Lasse Reichstein Nielsen

VK said:
I do not agree that the possibility to send any amount of arguments to
a function without being bothered with formal argument IDs is a stupid
feature.

And that's not what I said.

I dislike the implicit "arguments" object way of exposing extra arguments,
but I admit that it serves a purpose. There are different approaches and
some would probably have been better for performance and ease of use.

What I don't see any reasonable use for, and a lot of problems with, is
reading the arguments object off the function object:

function foo() {
bar();
}
function bar() {
alert(foo.arguments[0]);
}
foo("Can't keep me secret");

If it wasn't for that feature, calling a function that doesn't use the
arguments object with more arguments than it actually needs, could just
be done by dropping the extra arguments. Instead, the extra arguments
need to be stored, and the function call needs to adapt them to match
the code of the function, which is optimized for the common case of
getting the parameters that it expects.
IMHO it is very handy. Also you seem reversing the production
mechanics: arguments object is created and filled on function call in
either case, with formal argument names provided or not. *Then* formal
argument names are used to init them with arguments members from
arguments[0] to arguments.length-1

The arguments object doesn't need to be created unless it is actually
used. An optimizing compiler can keep the arguments on the stack and
work on them directly from there, without creating any arguments object.
That is, unless someone actually uses the arguments object. In that
case, you need to alias the arguments and the arguments object, and
all accesses go through an extra layer of indirection (or more).

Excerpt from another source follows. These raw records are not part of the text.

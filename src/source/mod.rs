//! Token sources: document bytes to positioned text tokens.
//!
//! Each source implements [`TokenSource`]. The engine only needs coordinates
//! that are comparable within a page, so sources are free to synthesize them.
//!
//! # Supported Formats
//!
//! | Format | Source | Feature Flag |
//! |--------|--------|-------------|
//! | `tokens` (JSON array of `{text, x, y, page}`) | [`JsonTokenSource`] | always |
//! | `html` (table cells) | [`HtmlTableSource`] | always |
//! | `pdf` (text layer) | `PdfTokenSource` | `pdf` |
//!
//! # Example
//!
//! ```rust
//! use ratelens::source::{DocumentFormat, TokenSource};
//!
//! let html = b"<table><tr><td>Housing loans</td><td>66,148</td></tr></table>";
//! let tokens = DocumentFormat::Html.source().unwrap().tokens(html).unwrap();
//! assert_eq!(tokens.len(), 2);
//! ```

pub mod html;
pub mod json;
#[cfg(feature = "pdf")]
pub mod pdf;

use std::fmt;

use serde::{Deserialize, Serialize};

use crate::error::{Error, Result};
use crate::layout::Token;

pub use html::HtmlTableSource;
pub use json::JsonTokenSource;

/// Turns raw document bytes into tokens.
///
/// Implementations are stateless and synchronous. The orchestrator runs them
/// inside `tokio::task::spawn_blocking`.
pub trait TokenSource: Send + Sync {
    /// Short name for logs (e.g., `"html"`).
    fn name(&self) -> &'static str;

    /// Extract tokens from the document bytes.
    fn tokens(&self, bytes: &[u8]) -> Result<Vec<Token>>;
}

/// Document formats a source can be configured with.
#[derive(Debug, Clone, Copy, PartialEq, Eq, Default, Serialize, Deserialize)]
#[serde(rename_all = "lowercase")]
pub enum DocumentFormat {
    /// Pre-extracted tokens as JSON.
    #[default]
    Tokens,
    Html,
    Pdf,
}

impl DocumentFormat {
    /// The token source for this format.
    ///
    /// PDF requires the `pdf` feature.
    pub fn source(self) -> Result<Box<dyn TokenSource>> {
        match self {
            Self::Tokens => Ok(Box::new(JsonTokenSource)),
            Self::Html => Ok(Box::new(HtmlTableSource)),
            #[cfg(feature = "pdf")]
            Self::Pdf => Ok(Box::new(pdf::PdfTokenSource::new())),
            #[cfg(not(feature = "pdf"))]
            Self::Pdf => Err(Error::Pdf(
                "PDF support not compiled in (enable the `pdf` feature)".into(),
            )),
        }
    }

    /// Guess the format from a file name.
    pub fn from_path(path: &str) -> Option<Self> {
        let lower = path.to_lowercase();
        if lower.ends_with(".pdf") {
            Some(Self::Pdf)
        } else if lower.ends_with(".html") || lower.ends_with(".htm") {
            Some(Self::Html)
        } else if lower.ends_with(".json") {
            Some(Self::Tokens)
        } else {
            None
        }
    }
}

impl fmt::Display for DocumentFormat {
    fn fmt(&self, f: &mut fmt::Formatter<'_>) -> fmt::Result {
        f.pad(match self {
            Self::Tokens => "tokens",
            Self::Html => "html",
            Self::Pdf => "pdf",
        })
    }
}

impl std::str::FromStr for DocumentFormat {
    type Err = Error;

    fn from_str(s: &str) -> Result<Self> {
        match s.to_lowercase().as_str() {
            "tokens" | "json" => Ok(Self::Tokens),
            "html" | "htm" => Ok(Self::Html),
            "pdf" => Ok(Self::Pdf),
            other => Err(Error::Config(format!("unknown document format '{other}'"))),
        }
    }
}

The design is most likely derived from an early implementation that
did just this, but that's why more efficient implementations have such
a hard time with this language: The specification derives from a
specific implementation strategy, with unnecessary features that
just happened to be easily implemented using that strategy. [1]
Respectively I would expect arguments usage to be (fractionally)
quicker than formal argument names usage.

That's because actual implementations are doing the opposite of what
you expect.

/L
[1] Don't get me started on properties on the RegExp object.